Beim Schwenken des gefüllten Weinkelches bleibt am Glasinnenrand ein öliger aussehender Film zurück, der sich mehr oder weniger schnell zurückbildet. Diese Strukturen nennen sich Kirchenfenster, Beine oder auch Tränen. Dieses Phänomen gibt allerdings, wie es weit verbreitet ist, keinen Rückschluss über die Qualität des Weines, sondern nur über dessen Alkoholgehalt: Je grösser die Tränen, je länger die Beine oder je spitzwinkeliger die Kirchenfenster, desto mehr Alkohol enthält der edle Tropfen. Das Schwenken dient aber auch dazu, die verschiedenen flüchtigen Aromen aus dem Wein zu lösen und diese mit Sauerstoff zu vermischen.

3. Schnüffeln – von Heu, über Lakritze bis zu schwarzem Pfeffer

Da sich durch das Schwenken die verschiedenen Aromen aus dem Wein gelöst haben, kann jetzt endlich genüsslich die Nase in den Weinkelch getaucht werden. Ob dabei tiefe Luftzüge genommen werden oder wie ein Hund geschnüffelt wird, darüber scheiden sich die Geister – es macht aber gemäss Weinkennern keinen Unterschied. Darum: Einfach mehrfach einatmen und die mannigfaltigen Düfte wie zum Beispiel von roten Beeren, Vanille, Eiche, Lakritze, schwarzem Pfeffer oder Heu geniessen.

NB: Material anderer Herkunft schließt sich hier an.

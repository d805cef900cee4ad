//! Dependency graph domain models

use serde::{Deserialize, Serialize};

/// How a module resolved
#[derive(Debug, Clone, Copy, PartialEq, Eq, Hash, Serialize, Deserialize)]
pub enum DependencyNodeKind {
    Internal,
    ExternalStdlib,
    ExternalPackage,
    Unresolved,
}

/// One module in the dependency graph
#[derive(Debug, Clone, Serialize, Deserialize)]
pub struct DependencyNode {
    pub module_path: String,
    #[serde(default, skip_serializing_if = "Option::is_none")]
    pub file_path: Option<String>,
    pub kind: DependencyNodeKind,
}

impl DependencyNode {
    pub fn internal(module_path: impl Into<String>, file_path: impl Into<String>) -> Self {
        Self {
            module_path: module_path.into(),
            file_path: Some(file_path.into()),
            kind: DependencyNodeKind::Internal,
        }
    }

    pub fn external(module_path: impl Into<String>, kind: DependencyNodeKind) -> Self {
        Self {
            module_path: module_path.into(),
            file_path: None,
            kind,
        }
    }

    pub fn is_internal(&self) -> bool {
        self.kind == DependencyNodeKind::Internal
    }
}

/// One import edge between modules
#[derive(Debug, Clone, Serialize, Deserialize)]
pub struct DependencyEdge {
    pub source_module: String,
    pub target_module: String,
    /// `file:line` of the import statement
    pub import_location: String,
    #[serde(default, skip_serializing_if = "Option::is_none")]
    pub relative_depth: Option<u32>,
}

/// Monorepo layout kind
#[derive(Debug, Clone, Copy, PartialEq, Eq, Serialize, Deserialize)]
pub enum WorkspaceType {
    Npm,
    Yarn,
    Pnpm,
    Cargo,
    Go,
    Lerna,
    Nx,
}

impl WorkspaceType {
    pub fn as_str(&self) -> &'static str {
        match self {
            WorkspaceType::Npm => "npm",
            WorkspaceType::Yarn => "yarn",
            WorkspaceType::Pnpm => "pnpm",
            WorkspaceType::Cargo => "cargo",
            WorkspaceType::Go => "go",
            WorkspaceType::Lerna => "lerna",
            WorkspaceType::Nx => "nx",
        }
    }
}

/// One package inside a workspace
#[derive(Debug, Clone, Serialize, Deserialize)]
pub struct WorkspacePackage {
    pub name: String,
    /// Path prefix owning this package's files
    pub root: String,
    /// Package names this package declares as dependencies
    pub declared_deps: Vec<String>,
    /// Public packages may be imported without a declaration
    pub public: bool,
}

/// Detected workspace boundary
#[derive(Debug, Clone, Serialize, Deserialize)]
pub struct WorkspaceBoundary {
    pub workspace_type: WorkspaceType,
    pub packages: Vec<WorkspacePackage>,
}

impl WorkspaceBoundary {
    /// Package owning a file path (longest matching root wins).
    pub fn package_of(&self, file_path: &str) -> Option<&WorkspacePackage> {
        self.packages
            .iter()
            .filter(|p| file_path.starts_with(&p.root))
            .max_by_key(|p| p.root.len())
    }
}

/// A cross-package import that is not declared
#[derive(Debug, Clone, Serialize, Deserialize)]
pub struct BoundaryViolation {
    pub source_package: String,
    pub target_package: String,
    pub source_module: String,
    pub target_module: String,
    pub import_location: String,
}

/// Change impact analysis result
#[derive(Debug, Clone, Serialize, Deserialize)]
pub struct ImpactReport {
    pub changed_modules: Vec<String>,
    pub directly_affected: Vec<String>,
    pub transitively_affected: Vec<String>,
    pub max_depth: usize,
    /// 0.0-1.0
    pub risk_score: f64,
}

impl ImpactReport {
    pub fn total_affected(&self) -> usize {
        self.directly_affected.len() + self.transitively_affected.len()
    }

    pub fn empty(changed_modules: Vec<String>) -> Self {
        Self {
            changed_modules,
            directly_affected: Vec::new(),
            transitively_affected: Vec::new(),
            max_depth: 0,
            risk_score: 0.0,
        }
    }
}

#[cfg(test)]
mod tests {
    use super::*;

    #[test]
    fn test_package_of_longest_root_wins() {
        let boundary = WorkspaceBoundary {
            workspace_type: WorkspaceType::Pnpm,
            packages: vec![
                WorkspacePackage {
                    name: "core".to_string(),
                    root: "packages/core".to_string(),
                    declared_deps: vec![],
                    public: false,
                },
                WorkspacePackage {
                    name: "core-utils".to_string(),
                    root: "packages/core/utils".to_string(),
                    declared_deps: vec![],
                    public: false,
                },
            ],
        };
        let pkg = boundary.package_of("packages/core/utils/src/a.ts").unwrap();
        assert_eq!(pkg.name, "core-utils");
    }

    #[test]
    fn test_empty_impact_report() {
        let report = ImpactReport::empty(vec!["m".to_string()]);
        assert_eq!(report.risk_score, 0.0);
        assert_eq!(report.total_affected(), 0);
    }
}
//! Cross-language infrastructure

pub mod boundary_matcher;
pub mod value_flow;

pub use boundary_matcher::BoundaryMatcher;
pub use value_flow::{CrossServiceLink, ValueFlowOverlay};
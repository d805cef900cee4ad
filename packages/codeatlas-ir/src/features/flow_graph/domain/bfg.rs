//! Basic Flow Graph domain model
//!
//! The BFG phase partitions each function body into maximal
//! single-entry single-exit blocks; the CFG phase adds typed edges.

use std::collections::BTreeMap;

use serde::{Deserialize, Serialize};

use crate::shared::models::Span;

/// Flow block kind
#[derive(Debug, Clone, Copy, PartialEq, Eq, Hash, Serialize, Deserialize)]
pub enum BlockKind {
    Entry,
    Exit,
    Block,
    Condition,
    LoopHeader,
    Try,
    Catch,
    Finally,
    Suspend,
    Resume,
    Dispatcher,
}

impl BlockKind {
    pub fn as_str(&self) -> &'static str {
        match self {
            BlockKind::Entry => "Entry",
            BlockKind::Exit => "Exit",
            BlockKind::Block => "Block",
            BlockKind::Condition => "Condition",
            BlockKind::LoopHeader => "LoopHeader",
            BlockKind::Try => "Try",
            BlockKind::Catch => "Catch",
            BlockKind::Finally => "Finally",
            BlockKind::Suspend => "Suspend",
            BlockKind::Resume => "Resume",
            BlockKind::Dispatcher => "Dispatcher",
        }
    }

    /// Blocks of these kinds can raise inside a try scope.
    pub fn can_throw(&self) -> bool {
        matches!(self, BlockKind::Block | BlockKind::Condition)
    }
}

/// A single basic flow block
#[derive(Debug, Clone, Serialize, Deserialize)]
pub struct BasicFlowBlock {
    pub id: String,
    pub kind: BlockKind,
    pub function_id: String,
    pub span: Span,
    pub statement_count: usize,
    /// Generator dispatch table (state index → state block id), present on
    /// Dispatcher blocks only; computed in lowering.
    #[serde(default, skip_serializing_if = "Option::is_none")]
    pub dispatch_table: Option<BTreeMap<u32, String>>,
}

impl BasicFlowBlock {
    pub fn new(
        id: impl Into<String>,
        kind: BlockKind,
        function_id: impl Into<String>,
        span: Span,
    ) -> Self {
        Self {
            id: id.into(),
            kind,
            function_id: function_id.into(),
            span,
            statement_count: 0,
            dispatch_table: None,
        }
    }
}

/// Basic flow graph for one function
#[derive(Debug, Clone, Serialize, Deserialize)]
pub struct BasicFlowGraph {
    pub id: String,
    pub function_id: String,
    pub entry_block_id: String,
    pub exit_block_id: String,
    pub blocks: Vec<BasicFlowBlock>,
    pub total_statements: usize,
}

impl BasicFlowGraph {
    pub fn get_block(&self, id: &str) -> Option<&BasicFlowBlock> {
        self.blocks.iter().find(|b| b.id == id)
    }

    pub fn blocks_of_kind(&self, kind: BlockKind) -> impl Iterator<Item = &BasicFlowBlock> {
        self.blocks.iter().filter(move |b| b.kind == kind)
    }
}
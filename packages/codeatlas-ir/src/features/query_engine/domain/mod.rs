//! Query engine domain models

mod selectors;

pub use selectors::{
    EdgeKindSet, NodeSelector, PathQuery, PathResult, QueryEdgeKind, QueryOutcome,
    DEFAULT_LIMIT_PATHS, DEFAULT_MAX_DEPTH, DEFAULT_TIMEOUT_MS,
};
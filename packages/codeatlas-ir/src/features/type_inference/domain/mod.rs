//! Type inference domain models

mod models;

pub use models::{InferResult, InferSource, ReturnTypeSummary};
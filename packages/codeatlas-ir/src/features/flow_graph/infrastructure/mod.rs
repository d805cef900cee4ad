//! Flow graph infrastructure

pub mod cfg_builder;
pub mod lowering;

pub use cfg_builder::CfgBuilder;
pub use lowering::{
    entry_of, entry_of_seq, BfgBuilder, CatchArm, FinallyArm, FunctionLowering, Structure,
    TerminatorKind,
};
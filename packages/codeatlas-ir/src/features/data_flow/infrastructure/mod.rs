//! Data flow infrastructure

pub mod dfg_builder;
pub mod inter_proc;

pub use dfg_builder::DfgBuilder;
pub use inter_proc::InterProcLinker;
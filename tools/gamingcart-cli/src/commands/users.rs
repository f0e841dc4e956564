//! Account administration commands.

use anyhow::{anyhow, Context as _, Result};
use gaming_auth::{require_role, IdentityProvider, Role};

use super::{UsersArgs, UsersCommand};
use crate::context::Context;

/// Run the users command. Admins only.
pub fn run(args: UsersArgs, ctx: &Context) -> Result<()> {
    let identity = ctx.shop.identity();
    let current = identity.current_user()?;
    require_role(current.as_ref(), &[Role::Admin]).context("Admin access required")?;

    match args.command {
        Some(UsersCommand::List) | None => {
            let users = identity.users()?;
            if ctx.output.is_json() {
                ctx.output.json(&users);
                return Ok(());
            }

            ctx.output.header(&format!("Users ({})", users.len()));
            let widths = [24, 32, 10];
            ctx.output.table_row(&["NAME", "EMAIL", "ROLE"], &widths);
            for user in &users {
                ctx.output.table_row(
                    &[user.display_name(), &user.email, user.role.as_str()],
                    &widths,
                );
            }
            Ok(())
        }
        Some(UsersCommand::SetRole { email, role }) => {
            let role: Role = role.parse().map_err(|e: String| anyhow!(e))?;
            let user = identity.set_role(&email, role)?;
            if ctx.output.is_json() {
                ctx.output.json(&user);
            } else {
                ctx.output
                    .success(&format!("{} is now {}", user.email, user.role));
            }
            Ok(())
        }
    }
}
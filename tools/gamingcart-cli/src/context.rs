//! CLI execution context.

use std::path::{Path, PathBuf};
use std::sync::Arc;

use anyhow::{Context as _, Result};
use gaming_auth::LocalIdentityProvider;
use gaming_cache::{Cache, FileStore, SharedStore};
use gaming_commerce::prelude::*;

use crate::config::{CliConfig, CONFIG_FILE_NAMES};
use crate::output::Output;

/// Execution context for CLI commands.
pub struct Context {
    /// CLI configuration.
    pub config: CliConfig,
    /// Output handler.
    pub output: Output,
    /// Catalog, cart and identity.
    pub shop: Storefront<LocalIdentityProvider>,
    notes: Arc<RecordingSink>,
}

impl Context {
    /// Load the config file, or find one in the directory tree.
    pub fn load_config(config_path: Option<&str>) -> Result<(CliConfig, PathBuf)> {
        let cwd = std::env::current_dir().context("Failed to get current directory")?;

        let config = match config_path {
            Some(path) => CliConfig::load(Path::new(path))?,
            None => match Self::find_config(&cwd) {
                Some(path) => CliConfig::load(&path)?,
                None => CliConfig::default(),
            },
        };
        Ok((config, cwd))
    }

    /// Open the storefront described by `config`.
    pub fn open(config: CliConfig, cwd: &Path, output: Output) -> Result<Self> {
        let dir = resolve_path(cwd, &config.storage.dir);
        let store: SharedStore = Arc::new(
            FileStore::open(&dir)
                .with_context(|| format!("Failed to open data directory: {}", dir.display()))?,
        );
        tracing::debug!(dir = %dir.display(), "data directory opened");

        let catalog = match &config.storage.catalog {
            Some(path) => {
                let path = resolve_path(cwd, path);
                let json = std::fs::read_to_string(&path)
                    .with_context(|| format!("Failed to read catalog: {}", path.display()))?;
                Catalog::from_json(&json)
                    .with_context(|| format!("Failed to load catalog: {}", path.display()))?
            }
            None => Catalog::builtin(),
        };
        tracing::debug!(products = catalog.len(), "catalog loaded");

        let identity = LocalIdentityProvider::new(Cache::new(store.clone()))
            .with_admin_emails(config.auth.admin_emails.iter().cloned());

        let notes = Arc::new(RecordingSink::new());
        let options = StorefrontOptions {
            catalog,
            cart_key: config.storage.cart_key.clone(),
        };
        let shop = Storefront::open(options, store, identity, notes.clone());

        Ok(Self {
            config,
            output,
            shop,
            notes,
        })
    }

    /// Print notifications raised so far.
    pub fn flush_notifications(&self) {
        for note in self.notes.drain() {
            self.output.notification(&note);
        }
    }

    /// Print pending notifications and close the storefront.
    pub fn finish(self) {
        self.flush_notifications();
        self.shop.shutdown();
    }

    /// Find config file in directory tree.
    fn find_config(start: &Path) -> Option<PathBuf> {
        let mut current = start.to_path_buf();
        loop {
            for name in CONFIG_FILE_NAMES {
                let config_path = current.join(name);
                if config_path.exists() {
                    return Some(config_path);
                }
            }

            if !current.pop() {
                return None;
            }
        }
    }
}

/// Resolve a path relative to the working directory.
fn resolve_path(cwd: &Path, path: &str) -> PathBuf {
    if Path::new(path).is_absolute() {
        PathBuf::from(path)
    } else {
        cwd.join(path)
    }
}
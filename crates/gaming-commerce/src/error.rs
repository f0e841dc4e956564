//! Commerce error types.

use thiserror::Error;

/// Errors that can occur in storefront operations.
#[derive(Error, Debug)]
pub enum CommerceError {
    /// Non-positive quantity passed to an add.
    #[error("Quantity must be greater than 0 (got {0})")]
    InvalidQuantity(i64),

    /// Product not found.
    #[error("Product not found: {0}")]
    ProductNotFound(String),

    /// Variant not found.
    #[error("Variant not found: {0}")]
    VariantNotFound(String),

    /// Unknown product sort option.
    #[error("Unknown sort option: {0}")]
    InvalidSortOption(String),

    /// Catalog data is inconsistent.
    #[error("Invalid catalog: {0}")]
    Catalog(String),

    /// Checkout without a signed-in user.
    #[error("Please sign in to checkout")]
    NotSignedIn,

    /// Checkout of an empty cart.
    #[error("Your cart is empty")]
    EmptyCart,

    /// Serialization error.
    #[error("Serialization error: {0}")]
    Serialization(#[from] serde_json::Error),

    /// Identity provider failure.
    #[error("Identity error: {0}")]
    Auth(#[from] gaming_auth::AuthError),
}
//! Persisted cart snapshots.

use gaming_cache::{Cache, CacheError, SharedStore};

use crate::cart::CartItem;

/// Slot the cart is stored under unless configured otherwise.
pub const DEFAULT_CART_KEY: &str = "cart";

/// The single key-value slot holding a cart's item array.
///
/// Reads and writes never fail outward: a slot that cannot be read or
/// parsed loads as an empty cart, and a failed write is logged and
/// dropped. The stored value is only ever replaced by a write.
#[derive(Clone)]
pub struct CartSnapshot {
    cache: Cache,
    key: String,
}

impl CartSnapshot {
    pub fn new(store: SharedStore, key: impl Into<String>) -> Self {
        Self {
            cache: Cache::new(store),
            key: key.into(),
        }
    }

    /// Read the stored items, falling back to an empty cart.
    pub fn load(&self) -> Vec<CartItem> {
        match self.cache.get::<Vec<CartItem>>(&self.key) {
            Ok(Some(items)) => {
                let count = items.len();
                let items = normalize(items);
                if items.len() != count {
                    tracing::warn!(
                        key = %self.key,
                        stored = count,
                        kept = items.len(),
                        "saved cart had invalid or duplicate lines"
                    );
                }
                tracing::debug!(key = %self.key, items = items.len(), "cart restored");
                items
            }
            Ok(None) => Vec::new(),
            Err(CacheError::SerializeError(e)) => {
                tracing::warn!(key = %self.key, error = %e, "failed to parse saved cart");
                Vec::new()
            }
            Err(e) => {
                tracing::warn!(key = %self.key, error = %e, "failed to read saved cart");
                Vec::new()
            }
        }
    }

    /// Write the full item sequence, logging any failure.
    pub fn save(&self, items: &[CartItem]) {
        match self.cache.set(&self.key, items) {
            Ok(()) => tracing::trace!(key = %self.key, items = items.len(), "cart saved"),
            Err(e) => tracing::warn!(key = %self.key, error = %e, "failed to save cart"),
        }
    }
}

/// Drop lines with a quantity below one and fold duplicate variants into
/// their first occurrence.
fn normalize(items: Vec<CartItem>) -> Vec<CartItem> {
    let mut kept: Vec<CartItem> = Vec::with_capacity(items.len());
    for item in items {
        if item.quantity < 1 {
            continue;
        }
        match kept.iter_mut().find(|k| k.variant.id == item.variant.id) {
            Some(existing) => {
                existing.quantity = existing.quantity.saturating_add(item.quantity);
            }
            None => kept.push(item),
        }
    }
    kept
}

4. Schmecken – von sanften Gaumenschmeichler zur pelzigen Zunge

Jetzt darf getrunken werden. Nebst den gerochenen Aromen erkennt die Zunge zusätzlich die Geschmacksrichtungen sauer, süss, salzig, bitter oder umami (fleischig, vollmundig). Unser Gaumen kann den Wein zudem als weich, hart, samtig, ölig oder trocken einstufen. Gewisse Weine hinterlassen ein pelziges Gefühl auf der Zunge – das deutet auf einen hohen Tannin-Gehalt hin. Tannin bildet sich, wenn bei der Herstellung von Wein nicht nur Trauben, sondern auch Schalen, Stiele oder Kernen gepresst werden. Während ein hoher Tanninwert vor allem von Laien als unangenehm bitter empfunden wird, wird er von Kennern geschätzt: Das Tannin halte den Wein zusammen und sorge dafür, dass er nicht eintönig oder flach werde. Damit sich der Geschmack des Weines im Mund richtig entfalten kann, empfiehlt es sich durch die Lippen Luft einzuziehen und den Wein mit kauenden Bewegungen im Mund zu verteilen. Sieht ziemlich dämlich aus – bewirkt aber geschmackliche Wunder!

5. Spucken?

Schlucken oder nicht schlucken, lautet hier die Gretchenfrage. Die Antwort ist so simpel wie einfach: Möchte man an einem Abend möglichst viele Weine testen und dennoch eine klaren Kopf behalten, spuckt man ihn aus. Im privaten Rahmen oder bei einer Verkostung von einigen wenigen Weinen, darf der edle Tropfen aber durchaus und ohne schlechtes Gewissen geschluckt werden. Und dann am Besten mehrere Schlücke pro Wein: Ein einzelner Schluck ist nämlich immer nur eine Momentaufnahme – der wahre Facettenreichtum eines Weines nimmt man oft erst nach mehreren Gläsern wahr. Ein wahrer Weinkenner hält übrigens immer noch einmal seine Nase in das leere Glas: So lassen sich die Grundaromen am Deutlichsten erkennen.